AE: Can you give me an example of something — a story line, perhaps —
something you’re looking forward to a second chance on?
EG:
I think toward the end of the series we took too much of it outside the
prison. Some of the stories of maybe the — I don’t want to speak out of turn —
but maybe we went too far with the relationship of Neil Grayling, the prison
governor, and Jack Ellis [who played Jim Fenner]. I just think sometimes we
went a bit too far away from the original core values, which is the women in
the prison. There’s something about the atmosphere of Larkhall Prison, and you
don’t really want to spend too much time outside of there because it sort of
breaks the magic.

And another part of it
is, we love the camp elements, but if it gets too campy, that doesn’t work, and
maybe in later seasons it got a bit over the top, too camp.

It can also be very small
things. In the very first episode, we introduced a new story three-quarters of
the way in with an older woman coming into the prison with hygiene problems,
and that story structure, that story at the end, didn’t merge with the other
stories particularly well. We can see how we could do Episode 1 a little more
successfully. There are small things like that, and then there are big
directional things towards the end in Series 5, and I think 7 and 8.

But for my money, I think
the first three series in particular, which were the Nikki-Helen years, defined
it. The tone was perfect, and I’d like to see that reproduced as far as we can.
These are really fantastic writers — you know their work — and if anyone can
enhance it, I think they will.

AE: With the Nikki and Helen story line, you had to make adjustments as
you went along, based on the actresses and their contracts and various other
issues. Is it your plan to follow the story line as it turned out, or is there
leeway in that?
EG:
Well, there’s leeway. You’re right, the reason we wrote out Helen and
Nikki was that the actress who played Helen, Simone Lahbib,
wanted to do other things, as actresses do. And we don’t have the same system
in America — you tend to have the budget to sign actors on for seven years. In
the U.K., we don’t have that ability. In the U.S. version, there’d be the
opportunity of keeping the characters longer and keeping them in and not
writing them out, if we’re lucky enough that it goes that long.

I think you know that
when Simone decided to leave, we were really keen that for the first time in
television, a lesbian love story would end happily. The history of lesbian love
stories in movies and television is that they end in tragedy because they’re
punished for being lesbians, and we wanted to end our story happily.

We did discuss keeping
Nikki on and have Helen in the background, and we just couldn’t find a way that
would be believable and happy. The only alternative was that we have them going
off in the sunset together. It was a good run of 39 hours. But absolutely we
don’t have to do that the same way again.

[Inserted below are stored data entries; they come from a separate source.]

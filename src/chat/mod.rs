//! Client-side state of the one conversation: messages, meetings,
//! participants, the compose line and the schedule control.
//!
//! Calls either run inline (`load_messages().await` and friends) or are
//! spawned onto the runtime (`refresh_messages()`, `submit()`, ...); spawned
//! calls report back as `ApiEvent`s which `poll_events` applies on the next
//! tick. Both paths go through `apply`, so they behave the same.

use std::cell::Cell;
use std::collections::VecDeque;
use std::sync::Arc;
use tokio::sync::mpsc;
use tracing::{debug, error, info, warn};

use crate::api::{ApiError, ChatApi, Meeting, Message, NewMessage, Participant, ScheduleOutcome, User};
use crate::session::{Session, SessionGuard, SharedStore};

pub use input::InputLine;
pub use requests::{ApiEvent, Request};

mod input;
mod requests;

pub const FEED_ERROR: &str = "Error loading messages";
pub const SESSION_EXPIRED: &str = "Session expired. Please login again.";
pub const SEND_FAILED: &str = "Error sending message";
pub const SCHEDULED: &str = "Meeting scheduled successfully!";
pub const SCHEDULE_FAILED: &str = "Error scheduling meeting";

#[derive(Debug, Clone, PartialEq, Eq)]
pub enum Banner {
    Success(String),
    Info(String),
    Error(String),
}

impl Banner {
    pub fn text(&self) -> &str {
        match self {
            Self::Success(t) | Self::Info(t) | Self::Error(t) => t,
        }
    }
}

/// Why the chat session stopped.
#[derive(Debug, Clone, Copy, PartialEq, Eq)]
pub enum SessionEnd {
    LoggedOut,
    /// The server rejected the token.
    Expired,
}

pub struct ChatClient {
    api: Arc<dyn ChatApi>,
    store: SharedStore,
    session: Session,
    chat_id: i64,

    pub messages: Vec<Message>,
    pub feed_error: Option<String>,
    pub meetings: Vec<Meeting>,
    pub participants: Vec<Participant>,
    pub input: InputLine,
    pub banner: Option<Banner>,
    /// Lines scrolled back from the newest message.
    pub scroll_back: usize,
    scroll_limit: Cell<Option<usize>>,

    scheduling: bool,
    alert: Option<String>,
    ended: Option<SessionEnd>,

    next_seq: u64,
    applied_seq: u64,

    event_tx: mpsc::UnboundedSender<ApiEvent>,
    event_rx: mpsc::UnboundedReceiver<ApiEvent>,
}

impl ChatClient {
    pub fn new(api: Arc<dyn ChatApi>, store: SharedStore, session: Session, chat_id: i64) -> Self {
        let (event_tx, event_rx) = mpsc::unbounded_channel();

        Self {
            api,
            store,
            session,
            chat_id,

            messages: Vec::new(),
            feed_error: None,
            meetings: Vec::new(),
            participants: Vec::new(),
            input: InputLine::default(),
            banner: None,
            scroll_back: 0,
            scroll_limit: Cell::new(None),

            scheduling: false,
            alert: None,
            ended: None,

            next_seq: 0,
            applied_seq: 0,

            event_tx,
            event_rx,
        }
    }

    /// Kick off the initial loads of all three lists.
    pub fn start(&mut self) {
        info!(chat_id = self.chat_id, user_id = self.session.user.id, "chat session started");
        self.reload_all();
    }

    pub fn user(&self) -> &User {
        &self.session.user
    }

    pub fn chat_id(&self) -> i64 {
        self.chat_id
    }

    pub fn is_scheduling(&self) -> bool {
        self.scheduling
    }

    pub fn alert(&self) -> Option<&str> {
        self.alert.as_deref()
    }

    pub fn dismiss_alert(&mut self) {
        self.alert = None;
    }

    pub fn take_alert(&mut self) -> Option<String> {
        self.alert.take()
    }

    pub fn ended(&self) -> Option<SessionEnd> {
        self.ended
    }

    // ---- inline operations -------------------------------------------------

    pub async fn load_messages(&mut self) {
        let request = self.messages_request();
        self.run(request).await;
    }

    pub async fn send_message(&mut self) {
        if let Some(request) = self.send_request() {
            self.run(request).await;
        }
    }

    pub async fn schedule_meeting(&mut self) {
        if self.begin_schedule() {
            self.run(Request::Schedule).await;
        }
    }

    pub async fn load_meetings(&mut self) {
        self.run(Request::Meetings).await;
    }

    pub async fn load_participants(&mut self) {
        self.run(Request::Participants).await;
    }

    // ---- background operations ---------------------------------------------

    /// Periodic and manual message reload.
    pub fn refresh_messages(&mut self) {
        if self.ended.is_some() {
            return;
        }
        let request = self.messages_request();
        self.spawn(request);
    }

    pub fn reload_all(&mut self) {
        if self.ended.is_some() {
            return;
        }
        self.refresh_messages();
        self.spawn(Request::Meetings);
        self.spawn(Request::Participants);
    }

    /// Send the compose line. Returns whether a request went out.
    pub fn submit(&mut self) -> bool {
        match self.send_request() {
            Some(request) => {
                self.spawn(request);
                true
            }
            None => false,
        }
    }

    /// Press the schedule control. Ignored while a previous press is pending.
    pub fn trigger_schedule(&mut self) -> bool {
        if !self.begin_schedule() {
            return false;
        }
        self.spawn(Request::Schedule);
        true
    }

    /// Apply every completed background call. Returns how many were applied.
    pub fn poll_events(&mut self) -> usize {
        let mut applied = 0;
        while let Ok(event) = self.event_rx.try_recv() {
            applied += 1;
            for follow_up in self.apply(event) {
                self.spawn(follow_up);
            }
        }
        applied
    }

    pub fn logout(&mut self) {
        info!(user_id = self.session.user.id, "logout");
        self.end_session(SessionEnd::LoggedOut);
    }

    /// Jump the feed to the newest message.
    pub fn display_messages(&mut self) {
        self.scroll_back = 0;
    }

    pub fn scroll_up(&mut self, lines: usize) {
        self.scroll_back = self.scroll_back.saturating_add(lines).min(self.max_scroll_back());
    }

    pub fn scroll_down(&mut self, lines: usize) {
        self.scroll_back = self.scroll_back.min(self.max_scroll_back()).saturating_sub(lines);
    }

    /// Set by the feed renderer once the whole history has been laid out;
    /// `None` while older lines were never reached.
    pub fn note_scroll_limit(&self, limit: Option<usize>) {
        self.scroll_limit.set(limit);
    }

    fn max_scroll_back(&self) -> usize {
        self.scroll_limit.get().unwrap_or(usize::MAX)
    }

    // ---- internals ---------------------------------------------------------

    fn messages_request(&mut self) -> Request {
        self.next_seq += 1;
        Request::Messages { seq: self.next_seq }
    }

    fn send_request(&self) -> Option<Request> {
        if self.ended.is_some() {
            return None;
        }
        if self.input.is_blank() {
            return None;
        }
        Some(Request::Send(NewMessage {
            chat_id: self.chat_id,
            user_id: self.session.user.id,
            text: self.input.as_str().trim().to_string(),
        }))
    }

    fn begin_schedule(&mut self) -> bool {
        if self.scheduling || self.ended.is_some() {
            return false;
        }
        self.scheduling = true;
        true
    }

    async fn run(&mut self, request: Request) {
        let mut pending = VecDeque::from([request]);
        while let Some(request) = pending.pop_front() {
            let event = requests::perform(self.api.as_ref(), &self.session.token, self.chat_id, request).await;
            pending.extend(self.apply(event));
        }
    }

    fn spawn(&self, request: Request) {
        let api = Arc::clone(&self.api);
        let token = self.session.token.clone();
        let chat_id = self.chat_id;
        let event_tx = self.event_tx.clone();

        tokio::spawn(async move {
            let event = requests::perform(api.as_ref(), &token, chat_id, request).await;
            let _ = event_tx.send(event);
        });
    }

    /// Fold a completed call into the state; returns follow-up calls.
    fn apply(&mut self, event: ApiEvent) -> Vec<Request> {
        if self.ended.is_some() {
            debug!("session over, dropping late reply");
            return Vec::new();
        }

        match event {
            ApiEvent::Messages { seq, result } => self.apply_messages(seq, result),
            ApiEvent::MessageSent(result) => self.apply_sent(result),
            ApiEvent::Scheduled(result) => return self.apply_schedule(result),
            ApiEvent::Meetings(result) => {
                if let Some(meetings) = self.list_or_empty("meetings", result) {
                    self.meetings = meetings;
                }
            }
            ApiEvent::Participants(result) => {
                if let Some(participants) = self.list_or_empty("participants", result) {
                    self.participants = participants;
                }
            }
        }
        Vec::new()
    }

    fn apply_messages(&mut self, seq: u64, result: Result<Vec<Message>, ApiError>) {
        if matches!(&result, Err(e) if e.is_unauthorized()) {
            self.end_session(SessionEnd::Expired);
            return;
        }
        if seq <= self.applied_seq {
            debug!(seq, applied = self.applied_seq, "stale message reload dropped");
            return;
        }
        self.applied_seq = seq;

        match result {
            Ok(messages) => {
                debug!(count = messages.len(), "messages loaded");
                self.messages = messages;
                self.feed_error = None;
                self.display_messages();
            }
            Err(e) => {
                warn!(error = %e, "loading messages failed");
                self.feed_error = Some(FEED_ERROR.to_string());
            }
        }
    }

    fn apply_sent(&mut self, result: Result<Message, ApiError>) {
        match result {
            Ok(message) => {
                info!(message_id = message.id, "message sent");
                if !self.messages.iter().any(|m| m.id == message.id) {
                    self.messages.push(message);
                }
                self.display_messages();
                self.input.clear();
            }
            Err(ApiError::Unauthorized { .. }) => {
                self.alert = Some(SESSION_EXPIRED.to_string());
                self.end_session(SessionEnd::Expired);
            }
            Err(e @ ApiError::Status { .. }) => {
                warn!(error = %e, "message rejected");
                let detail = e.detail().unwrap_or("Unknown error");
                self.alert = Some(format!("{SEND_FAILED}: {detail}"));
            }
            Err(e) => {
                warn!(error = %e, "sending message failed");
                self.alert = Some(SEND_FAILED.to_string());
            }
        }
    }

    fn apply_schedule(&mut self, result: Result<crate::api::ScheduleResponse, ApiError>) -> Vec<Request> {
        self.scheduling = false;

        let reply = match result {
            Ok(reply) => reply,
            Err(e) => {
                warn!(error = %e, "schedule request failed");
                self.banner = Some(Banner::Error(SCHEDULE_FAILED.to_string()));
                return Vec::new();
            }
        };

        match reply.outcome() {
            ScheduleOutcome::Scheduled => {
                info!("meeting scheduled");
                self.banner = Some(Banner::Success(SCHEDULED.to_string()));
                vec![Request::Meetings]
            }
            ScheduleOutcome::NeedInfo(ask) => {
                info!(%ask, "scheduler needs more information");
                self.banner = Some(Banner::Info(ask));
                Vec::new()
            }
            ScheduleOutcome::Failed(message) => {
                warn!(status = %reply.status, "scheduling failed");
                self.banner = Some(Banner::Error(message.unwrap_or_else(|| SCHEDULE_FAILED.to_string())));
                Vec::new()
            }
        }
    }

    /// Unwrap a list reply. 401 ends the session (`None`); any other failure
    /// reads as an empty list.
    fn list_or_empty<T>(&mut self, what: &str, result: Result<Vec<T>, ApiError>) -> Option<Vec<T>> {
        match result {
            Ok(items) => {
                debug!(what, count = items.len(), "list loaded");
                Some(items)
            }
            Err(e) if e.is_unauthorized() => {
                self.end_session(SessionEnd::Expired);
                None
            }
            Err(e) => {
                warn!(what, error = %e, "loading list failed");
                Some(Vec::new())
            }
        }
    }

    fn end_session(&mut self, reason: SessionEnd) {
        if reason == SessionEnd::Expired {
            warn!(user_id = self.session.user.id, "server rejected the session token");
        }
        if let Err(e) = SessionGuard::clear(&self.store) {
            error!(error = %e, "could not clear stored session");
        }
        self.ended = Some(reason);
    }
}
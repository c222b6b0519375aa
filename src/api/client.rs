use async_trait::async_trait;
use reqwest::{RequestBuilder, Response, StatusCode};
use serde::de::DeserializeOwned;
use std::time::Duration;
use tracing::{debug, warn};

use super::{
    ApiError, AuthResponse, ChatApi, Credentials, Meeting, Message, NewMessage, Participant,
    Registration, ScheduleResponse,
};
use super::types::ScheduleRequest;

/// `ChatApi` over HTTP with JSON bodies.
#[derive(Debug, Clone)]
pub struct HttpChatApi {
    http: reqwest::Client,
    base_url: String,
}

impl HttpChatApi {
    pub fn new(base_url: &str, timeout: Duration) -> Result<Self, ApiError> {
        let http = reqwest::Client::builder()
            .timeout(timeout)
            .build()?;

        Ok(Self {
            http,
            base_url: base_url.trim_end_matches('/').to_string(),
        })
    }

    fn url(&self, path: &str) -> String {
        format!("{}{}", self.base_url, path)
    }

    fn authed(&self, builder: RequestBuilder, token: &str) -> RequestBuilder {
        builder.bearer_auth(token)
    }

    async fn send<T: DeserializeOwned>(&self, what: &str, request: RequestBuilder) -> Result<T, ApiError> {
        let response = request.send().await.map_err(|e| {
            warn!(endpoint = what, error = %e, "request did not complete");
            ApiError::Transport(e)
        })?;
        decode(what, response).await
    }
}

/// Turn a response into `T`, mapping 401 and other failure statuses to
/// their `ApiError` variants. Error bodies are `{"detail": "..."}`.
async fn decode<T: DeserializeOwned>(what: &str, response: Response) -> Result<T, ApiError> {
    let status = response.status();
    let body = response.bytes().await?;
    debug!(endpoint = what, status = status.as_u16(), bytes = body.len(), "response received");

    if status == StatusCode::UNAUTHORIZED {
        return Err(ApiError::Unauthorized { detail: error_detail(&body) });
    }
    if !status.is_success() {
        warn!(endpoint = what, status = status.as_u16(), "request rejected");
        return Err(ApiError::Status {
            status: status.as_u16(),
            detail: error_detail(&body),
        });
    }

    serde_json::from_slice(&body).map_err(|e| ApiError::Decode(e.to_string()))
}

fn error_detail(body: &[u8]) -> Option<String> {
    let value: serde_json::Value = serde_json::from_slice(body).ok()?;
    match value.get("detail")? {
        serde_json::Value::String(s) => Some(s.clone()),
        serde_json::Value::Null => None,
        other => Some(other.to_string()),
    }
}

#[async_trait]
impl ChatApi for HttpChatApi {
    async fn list_messages(&self, token: &str, chat_id: i64) -> Result<Vec<Message>, ApiError> {
        let request = self.http.get(self.url("/messages")).query(&[("chat_id", chat_id)]);
        self.send("list_messages", self.authed(request, token)).await
    }

    async fn create_message(&self, token: &str, message: &NewMessage) -> Result<Message, ApiError> {
        let request = self.http.post(self.url("/messages")).json(message);
        self.send("create_message", self.authed(request, token)).await
    }

    async fn schedule(&self, chat_id: i64) -> Result<ScheduleResponse, ApiError> {
        let request = self.http.post(self.url("/schedule")).json(&ScheduleRequest { chat_id });
        let response = request.send().await?;
        let status = response.status();
        let body = response.bytes().await?;
        debug!(endpoint = "schedule", status = status.as_u16(), "response received");

        // The scheduler reply is read regardless of status; its `status`
        // field decides the outcome.
        serde_json::from_slice(&body).map_err(|e| {
            warn!(endpoint = "schedule", status = status.as_u16(), "undecodable reply");
            ApiError::Decode(e.to_string())
        })
    }

    async fn list_meetings(&self, token: &str, chat_id: i64) -> Result<Vec<Meeting>, ApiError> {
        let request = self.http.get(self.url("/meetings")).query(&[("chat_id", chat_id)]);
        self.send("list_meetings", self.authed(request, token)).await
    }

    async fn list_participants(&self, token: &str, chat_id: i64) -> Result<Vec<Participant>, ApiError> {
        let request = self.http.get(self.url(&format!("/chats/{chat_id}/participants")));
        self.send("list_participants", self.authed(request, token)).await
    }

    async fn login(&self, credentials: &Credentials) -> Result<AuthResponse, ApiError> {
        let request = self.http.post(self.url("/auth/login")).json(credentials);
        self.send("login", request).await
    }

    async fn register(&self, registration: &Registration) -> Result<AuthResponse, ApiError> {
        let request = self.http.post(self.url("/auth/register")).json(registration);
        self.send("register", request).await
    }
}

#[cfg(test)]
mod tests {
    use super::*;
    use tokio::io::{AsyncReadExt, AsyncWriteExt};
    use tokio::net::TcpListener;
    use tokio::task::JoinHandle;

    /// Accept one connection, answer with `status` and `body`, and hand back
    /// the raw request text.
    async fn serve_once(status: &'static str, body: &'static str) -> (String, JoinHandle<String>) {
        let listener = TcpListener::bind("127.0.0.1:0").await.unwrap();
        let addr = listener.local_addr().unwrap();

        let handle = tokio::spawn(async move {
            let (mut socket, _) = listener.accept().await.unwrap();
            let mut raw = Vec::new();
            let mut buf = [0u8; 4096];
            loop {
                let n = socket.read(&mut buf).await.unwrap();
                if n == 0 {
                    break;
                }
                raw.extend_from_slice(&buf[..n]);
                if request_complete(&raw) {
                    break;
                }
            }

            let reply = format!(
                "HTTP/1.1 {status}\r\ncontent-type: application/json\r\ncontent-length: {}\r\nconnection: close\r\n\r\n{body}",
                body.len()
            );
            socket.write_all(reply.as_bytes()).await.unwrap();
            socket.shutdown().await.ok();
            String::from_utf8_lossy(&raw).to_string()
        });

        (format!("http://{addr}/api"), handle)
    }

    fn request_complete(raw: &[u8]) -> bool {
        let text = String::from_utf8_lossy(raw);
        let Some(split) = text.find("\r\n\r\n") else {
            return false;
        };
        let length = text[..split]
            .lines()
            .find_map(|line| {
                let (name, value) = line.split_once(':')?;
                name.eq_ignore_ascii_case("content-length").then(|| value.trim().parse::<usize>().ok())?
            })
            .unwrap_or(0);
        raw.len() >= split + 4 + length
    }

    fn api(base: &str) -> HttpChatApi {
        HttpChatApi::new(base, Duration::from_secs(5)).unwrap()
    }

    #[tokio::test]
    async fn list_messages_sends_bearer_and_chat_id() {
        let (base, server) = serve_once(
            "200 OK",
            r#"[{"id":1,"chat_id":2,"user_id":3,"user_name":"Ada","text":"hi","created_at":"2024-01-01T10:00:00Z"}]"#,
        )
        .await;

        let messages = api(&base).list_messages("tok123", 2).await.unwrap();
        let request = server.await.unwrap().to_lowercase();

        assert_eq!(messages.len(), 1);
        assert!(request.starts_with("get /api/messages?chat_id=2 "));
        assert!(request.contains("authorization: bearer tok123"));
    }

    #[tokio::test]
    async fn schedule_never_sends_authorization() {
        let (base, server) = serve_once("200 OK", r#"{"status":"need_info","ask":"Which day?"}"#).await;

        let reply = api(&base).schedule(2).await.unwrap();
        let request = server.await.unwrap();

        assert_eq!(reply.ask.as_deref(), Some("Which day?"));
        assert!(request.starts_with("POST /api/schedule "));
        assert!(!request.to_lowercase().contains("authorization:"));
        assert!(request.ends_with(r#"{"chat_id":2}"#));
    }

    #[tokio::test]
    async fn unauthorized_status_maps_to_unauthorized() {
        let (base, server) = serve_once("401 Unauthorized", r#"{"detail":"Could not validate credentials"}"#).await;

        let err = api(&base).list_meetings("stale", 2).await.unwrap_err();
        server.await.unwrap();

        assert!(err.is_unauthorized());
        assert_eq!(err.detail(), Some("Could not validate credentials"));
    }

    #[tokio::test]
    async fn failure_status_carries_detail() {
        let (base, server) = serve_once("404 Not Found", r#"{"detail":"Chat not found"}"#).await;

        let message = NewMessage { chat_id: 9, user_id: 1, text: "hello".into() };
        let err = api(&base).create_message("tok", &message).await.unwrap_err();
        let request = server.await.unwrap();

        assert!(matches!(err, ApiError::Status { status: 404, .. }));
        assert_eq!(err.detail(), Some("Chat not found"));
        assert!(request.contains(r#""text":"hello""#));
    }

    #[tokio::test]
    async fn participants_path_embeds_chat_id() {
        let (base, server) = serve_once("200 OK", r#"[{"id":1,"name":"Ada","email":"ada@example.com"}]"#).await;

        let participants = api(&base).list_participants("tok", 2).await.unwrap();
        let request = server.await.unwrap();

        assert_eq!(participants[0].email, "ada@example.com");
        assert!(request.starts_with("GET /api/chats/2/participants "));
    }

    #[tokio::test]
    async fn unreachable_server_is_transport_error() {
        let listener = std::net::TcpListener::bind("127.0.0.1:0").unwrap();
        let addr = listener.local_addr().unwrap();
        drop(listener);

        let err = api(&format!("http://{addr}/api")).list_messages("tok", 2).await.unwrap_err();
        assert!(matches!(err, ApiError::Transport(_)));
    }

    #[test]
    fn base_url_trailing_slash_is_trimmed() {
        let client = api("http://localhost:8003/api/");
        assert_eq!(client.url("/messages"), "http://localhost:8003/api/messages");
    }
}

Simone Lahbib (left) and Mandana Jones

AE: I believe Alan Ball once said that it used to require courage for
actors to portray gay characters, and now it reveals a distinct lack of courage
if they’re not willing to portray gay
characters. It seems to me your show and Simone and Mandana [Jones']
portrayals may have helped make that statement true.
EG:
That’s very interesting and a great compliment to us and to the actresses
who played those characters. Bad Girls
came on the air in 1999 and it was on at peak time, 9 o’clock, on what was the
biggest channel, ITV.

It’s interesting. I
always think that broadcasters are much more behind the curve than the
audience. Broadcasters are more nervous about the audience’s reaction, and we
got the most fantastic audience reaction to Bad
Girls
from day one. And to be fair, ITV didn’t try to tone it down at all.
They thought it was very brave. They were probably nervous about the reaction,
but they never tried to tone it down.

We had live web chats all
the time, and hundreds of people writing in, and the ones that made me most
proud were the middle-aged women writing in who said, "I never thought I’d
be so tolerant towards lesbians and prisoners and feel the connections and
sympathy I have." And mothers talking to daughters about being gay, and
daughters talking to mothers. We’re just really proud of creating that. It’s
amazing what drama can do.

AE: Speaking of the fans, you create very big characters in general,
and certainly with Nikki and Helen you created iconic characters. Are you
concerned about the comparisons when you bring those characters directly over
to American TV?
EG:
I think that’s always the tough task. I think for fans who have loved
Nikki and Helen, it will be a little tense, wondering how they’ll appear in the
American version. … It will take just a little bit of adjustment and a bit of
making yourself readjust to the new actresses, but I think before a very short
time, people will accept that this is the new Helen and Nikki.

AE: A number of shows have been transferred from Britain to the U.S. Do
you have any models that you look to for how to do it right, or perhaps what to
avoid?
EG:
The biggest success I know of is The
Office
. I think what is good and brave about The Office is that it’s very true to the British show, but it’s
still got the very good American feel to it, so that’s the kind of model we’d
be looking for. It’s faithful without being slavishly tied to the U.K. version.